I have not tested this myself, but I think this repo is a good starting point for adding multiple indexes/knowledge bases: https://github.com/Azure-Samples/openai/tree/main/End_to_end_Solutions/AOAISearchDemo

SiPearson commented 1 year ago

When content has many line breaks it is often too big and causes the token limit message.

I'm seeing this a lot,

Error: This model's maximum context length is 8193 tokens, however you requested 10996 tokens (9972 in your prompt; 1024 for the completion). Please reduce your prompt; or completion length.

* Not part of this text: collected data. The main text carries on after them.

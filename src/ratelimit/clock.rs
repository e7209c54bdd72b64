//! Time source for window arithmetic.

use chrono::Utc;

/// Supplies the current time as epoch milliseconds.
///
/// Any `Fn() -> u64` closure is a clock, which is how tests drive the
/// limiter through window boundaries.
pub trait Clock: Send + Sync {
    /// Current time in epoch milliseconds.
    fn now_ms(&self) -> u64;
}

/// Wall-clock time.
#[derive(Debug, Clone, Copy, Default)]
pub struct SystemClock;

impl Clock for SystemClock {
    fn now_ms(&self) -> u64 {
        // Pre-epoch clocks clamp to zero
        u64::try_from(Utc::now().timestamp_millis()).unwrap_or(0)
    }
}

impl<F> Clock for F
where
    F: Fn() -> u64 + Send + Sync,
{
    fn now_ms(&self) -> u64 {
        self()
    }
}
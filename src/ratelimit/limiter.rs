//! Core rate limiter implementation.

use std::sync::Arc;
use tracing::{debug, trace};

use super::clock::{Clock, SystemClock};
use super::counter::Decision;
use super::key::StoreKey;
use super::rules::{LimiterRegistry, RateLimitConfig};
use super::store::CounterStore;
use crate::error::{FormgateError, Result};

/// The fixed-window rate limiter.
///
/// Resolves limiter names against a registry and counts requests in a
/// shared store. This struct is thread-safe and can be shared across
/// multiple tasks.
pub struct RateLimiter {
    /// Named policies
    registry: Arc<LimiterRegistry>,
    /// Counters, shared with the sweeper
    store: Arc<CounterStore>,
    /// Time source for window arithmetic
    clock: Arc<dyn Clock>,
}

impl RateLimiter {
    /// Create a rate limiter with the built-in presets, an empty store and
    /// the wall clock.
    pub fn new() -> Self {
        Self::with_registry(Arc::new(LimiterRegistry::with_presets()))
    }

    /// Create a rate limiter over an existing registry.
    pub fn with_registry(registry: Arc<LimiterRegistry>) -> Self {
        Self::with_parts(registry, Arc::new(CounterStore::new()), Arc::new(SystemClock))
    }

    /// Create a rate limiter from explicitly owned parts.
    pub fn with_parts(
        registry: Arc<LimiterRegistry>,
        store: Arc<CounterStore>,
        clock: Arc<dyn Clock>,
    ) -> Self {
        Self {
            registry,
            store,
            clock,
        }
    }

    /// Check `key` against the limiter named `name` at the current time.
    pub fn check(&self, key: &str, name: &str) -> Result<Decision> {
        self.check_at(key, name, self.clock.now_ms())
    }

    /// Check `key` against the limiter named `name` at time `now` (epoch
    /// millis).
    ///
    /// Fails only when no limiter is registered under `name`.
    pub fn check_at(&self, key: &str, name: &str, now: u64) -> Result<Decision> {
        let config = self
            .registry
            .get(name)
            .ok_or_else(|| FormgateError::UnknownLimiter(name.to_string()))?;

        Ok(self.check_with(key, name, &config, now))
    }

    /// Check `key` under `name` against an explicit policy. Never fails.
    pub fn check_with(
        &self,
        key: &str,
        name: &str,
        config: &RateLimitConfig,
        now: u64,
    ) -> Decision {
        let store_key = StoreKey::new(name, key);

        trace!(key = %store_key, now = now, "Checking rate limit");

        let (decision, opened) = self.store.check(store_key, config, now);

        if opened {
            debug!(
                limiter = %name,
                client = %key,
                max_requests = config.max_requests,
                reset_time = decision.reset_time,
                "Opened rate limit window"
            );
        }

        if !decision.allowed {
            debug!(
                limiter = %name,
                client = %key,
                reset_time = decision.reset_time,
                "Rate limit exceeded"
            );
        }

        decision
    }

    /// The registry this limiter resolves names against.
    pub fn registry(&self) -> &Arc<LimiterRegistry> {
        &self.registry
    }

    /// The clock used by [`RateLimiter::check`].
    pub fn clock(&self) -> &Arc<dyn Clock> {
        &self.clock
    }

    /// Get the current count for `key` under `name`.
    ///
    /// Returns `None` if no counter exists for the key.
    pub fn counter_value(&self, key: &str, name: &str) -> Option<u64> {
        self.store
            .get(&StoreKey::new(name, key))
            .map(|entry| entry.count)
    }

    /// Get the number of tracked counters.
    pub fn entry_count(&self) -> usize {
        self.store.len()
    }

    /// Clear all counters.
    ///
    /// This is primarily useful for testing.
    pub fn clear(&self) {
        self.store.clear();
    }
}

impl Default for RateLimiter {
    fn default() -> Self {
        Self::new()
    }
}
//! Combinational logic kinds: gates, the adder, the shifter and the
//! extenders.

use serde::{Deserialize, Serialize};

use super::{input_value, set_output, InputDecl, Inputs, OutputDecl, Outputs};
use crate::data::Data;

/// The boolean operation performed by a [`Gate`].
#[derive(Clone, Copy, Debug, PartialEq, Eq, Serialize, Deserialize)]
#[serde(rename_all = "snake_case")]
pub enum GateOp {
    And,
    Or,
    Xor,
    Not,
}

/// A bitwise logic gate.
///
/// `Not` has a single input `in`; the binary ops have `in1` and `in2`.
/// The output is `out`, all ports at the declared width.
#[derive(Clone, Debug, Serialize, Deserialize)]
pub struct Gate {
    pub op: GateOp,
    pub width: u8,
}

impl Gate {
    pub(crate) fn ports(&self) -> (Vec<InputDecl>, Vec<OutputDecl>) {
        let inputs = match self.op {
            GateOp::Not => vec![InputDecl::new("in", self.width)],
            _ => vec![
                InputDecl::new("in1", self.width),
                InputDecl::new("in2", self.width),
            ],
        };
        (inputs, vec![OutputDecl::new("out", self.width)])
    }

    pub(crate) fn execute(&self, inputs: &Inputs, outputs: &mut Outputs) {
        let result = match self.op {
            GateOp::And => input_value(inputs, "in1") & input_value(inputs, "in2"),
            GateOp::Or => input_value(inputs, "in1") | input_value(inputs, "in2"),
            GateOp::Xor => input_value(inputs, "in1") ^ input_value(inputs, "in2"),
            GateOp::Not => !input_value(inputs, "in"),
        };
        set_output(outputs, "out", result);
    }
}

/// A plain adder: `out = in1 + in2`, wrapping at the port width.
#[derive(Clone, Debug, Serialize, Deserialize)]
pub struct Adder {
    pub width: u8,
}

impl Adder {
    pub(crate) fn ports(&self) -> (Vec<InputDecl>, Vec<OutputDecl>) {
        (
            vec![
                InputDecl::new("in1", self.width),
                InputDecl::new("in2", self.width),
            ],
            vec![OutputDecl::new("out", self.width)],
        )
    }

    pub(crate) fn execute(&self, inputs: &Inputs, outputs: &mut Outputs) {
        let sum = input_value(inputs, "in1").wrapping_add(input_value(inputs, "in2"));
        set_output(outputs, "out", sum);
    }
}

/// A constant left shifter: `out = in << amount`, truncated to the
/// output width (e.g. the `<< 2` in branch target computation).
#[derive(Clone, Debug, Serialize, Deserialize)]
pub struct ShiftLeft {
    pub in_width: u8,
    pub out_width: u8,
    pub amount: u8,
}

impl ShiftLeft {
    pub(crate) fn ports(&self) -> (Vec<InputDecl>, Vec<OutputDecl>) {
        (
            vec![InputDecl::new("in", self.in_width)],
            vec![OutputDecl::new("out", self.out_width)],
        )
    }

    pub(crate) fn execute(&self, inputs: &Inputs, outputs: &mut Outputs) {
        let shifted = input_value(inputs, "in") << (self.amount as u32 % 32);
        set_output(outputs, "out", shifted);
    }
}

/// Sign extension from `in_width` to `out_width` bits.
#[derive(Clone, Debug, Serialize, Deserialize)]
pub struct SignExtend {
    pub in_width: u8,
    pub out_width: u8,
}

impl SignExtend {
    pub(crate) fn ports(&self) -> (Vec<InputDecl>, Vec<OutputDecl>) {
        (
            vec![InputDecl::new("in", self.in_width)],
            vec![OutputDecl::new("out", self.out_width)],
        )
    }

    pub(crate) fn execute(&self, inputs: &Inputs, outputs: &mut Outputs) {
        let narrow = Data::new(self.in_width, input_value(inputs, "in"));
        set_output(outputs, "out", narrow.signed_value() as u32);
    }
}

/// Zero extension from `in_width` to `out_width` bits.
#[derive(Clone, Debug, Serialize, Deserialize)]
pub struct ZeroExtend {
    pub in_width: u8,
    pub out_width: u8,
}

impl ZeroExtend {
    pub(crate) fn ports(&self) -> (Vec<InputDecl>, Vec<OutputDecl>) {
        (
            vec![InputDecl::new("in", self.in_width)],
            vec![OutputDecl::new("out", self.out_width)],
        )
    }

    pub(crate) fn execute(&self, inputs: &Inputs, outputs: &mut Outputs) {
        set_output(outputs, "out", input_value(inputs, "in"));
    }
}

Is that what you're talking about?

I can ask the same question and one time it works perfectly, the next time I see this error. Is that what you're seeing too. This is using SharePoint as the source for the index, if I have the same documents in a folder and process them the same doesn't occur. Seems to me that the documents need to be broken down rather than just indexing whole PDF's.

PfisterAn commented 1 year ago

Having the same challenge; was looking into the concept of skillsets in the searchservice, where a splittext skill could help. But essentially the content may get garbled; not sure if there is a good way to address it. Perhaps also the app may be able to create chunks and feed the info separatly.

10k tokens would not be a big deal, it may be a good idea to change to a model which can deal with more tokens (up to 32k should be possible with gpt-4-32k). In addition I was thinking of training the model with the additional content (if that would even be feasible or possible), but with that approach the ability to reference to the sources would disappear.

rene-haskia commented 1 year ago

I just wanted to share that gpt-4-32k returns better results - and using skillsets to create page keywords for the semantic configuration helped a bit. However, I have the feeling that this solution does not match the results which come from files in Blob Storage - now that you can create embeddings on the fly, too. Also, different languages are not working well.

Maybe the approach on this page does the trick, when you combine it with a SharePoint Indexer: https://github.com/Azure/cognitive-search-vector-pr/blob/main/demo-python/code/azure-search-vector-ingestion-python-sample.ipynb

github-actions[bot] commented 9 months ago

This issue is stale because it has been open 60 days with no activity. Remove stale label or comment or this issue will be closed.